Figure 3. Central ablation of Foxa1 induces hyperlocomotion in adult mice.

(A,B) Immunohistochemical analysis of (A) Foxa1, Htr2c and Foxp2 or (B) Foxa1^eGFP on brain sections from adult mice after Syn1^Cre-mediated ablation of Foxa1. Shown are representative images. (C,D) Spontaneous locomotor measures of cFoxa1 and cFoxa1^Syn1Cre male mice at 20 weeks (n = 16). (C) Total horizontal activity and (D) traveled distance were calculated from the number of photobeam interruptions over 48 h. (E,F) (E) Drug-modulated activity of 24 weeks old cFoxa1 and cFoxa1^Syn1Cre male mice after intraperitoneal injection of saline, lorcaserin (7.5 mg/kg) or cocaine (10 mg/kg), using a within-subject experimental design.
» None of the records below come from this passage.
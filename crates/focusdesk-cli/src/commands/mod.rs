pub mod auth;
pub mod config;
pub mod stats;
pub mod task;
pub mod timer;
pub mod workspace;

use focusdesk_core::storage::{Config, Database, LocalStore};
use focusdesk_core::{RemoteStore, RestClient, Session, WorkspaceContext};

/// Kv key remembering the workspace picked with `workspace select`.
pub const CURRENT_WORKSPACE_KEY: &str = "current_workspace";

/// Build the remote client when sync is configured, attaching the session
/// token for signed-in calls.
pub fn build_remote(
    config: &Config,
    session: &Session,
) -> Result<Option<Box<dyn RemoteStore>>, Box<dyn std::error::Error>> {
    let (Some(base_url), Some(api_key)) =
        (config.sync.base_url.as_deref(), config.sync.api_key.as_deref())
    else {
        return Ok(None);
    };

    let client = RestClient::new(base_url, api_key)?;
    let client = match session.access_token.as_deref() {
        Some(token) if session.is_valid() => client.with_bearer(token),
        _ => client,
    };
    Ok(Some(Box::new(client)))
}

/// Assemble the workspace context the way every task/workspace command
/// consumes it: session-derived identity, local mirror, optional remote,
/// refreshed, with the remembered workspace selection restored.
pub fn build_context() -> Result<WorkspaceContext, Box<dyn std::error::Error>> {
    let config = Config::load_or_default();
    let session = Session::load();
    let remote = build_remote(&config, &session)?;

    let mut ctx = WorkspaceContext::new(session.auth_state(), LocalStore::open()?, remote);
    ctx.refresh()?;

    let db = Database::open()?;
    if let Some(saved) = db.kv_get(CURRENT_WORKSPACE_KEY)? {
        // a stale selection just falls back to refresh's pick
        let _ = ctx.set_current(&saved);
    }
    Ok(ctx)
}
Activity was recorded in 5-min intervals for 60 min during the dark cycle (n = 8). (F) Normalized to saline treatment for each mouse individually. (G) Dopamine tissue content in VTA and striatum of male mice at 24 weeks (n = 8). (H) Crude motor coordination assessment on accelerating rotarod, presented as mean of the rounds per min (rpm) reached in three trials per day per animal on three consecutive days at 24 weeks (n = 8). (I) Gait analysis on the CatWalk system (Noldus) at 26 weeks. All mice had to cross a predefined area for three times and calculations were performed by averaging the measurements from all four legs (n = 8). 3V (third ventricle), STN (subthalamic nucleus). Numbers are per genotype. Values are expressed as mean ± SEM (C–F), or mean ± s.d. (G–I), *P ≤ 0.05, **P ≤ 0.01, ***P ≤ 0.001; two-tailed Student’s t-test (C–G,I) or 2-way RM ANOVA (H). Scale bars represent 100 μm.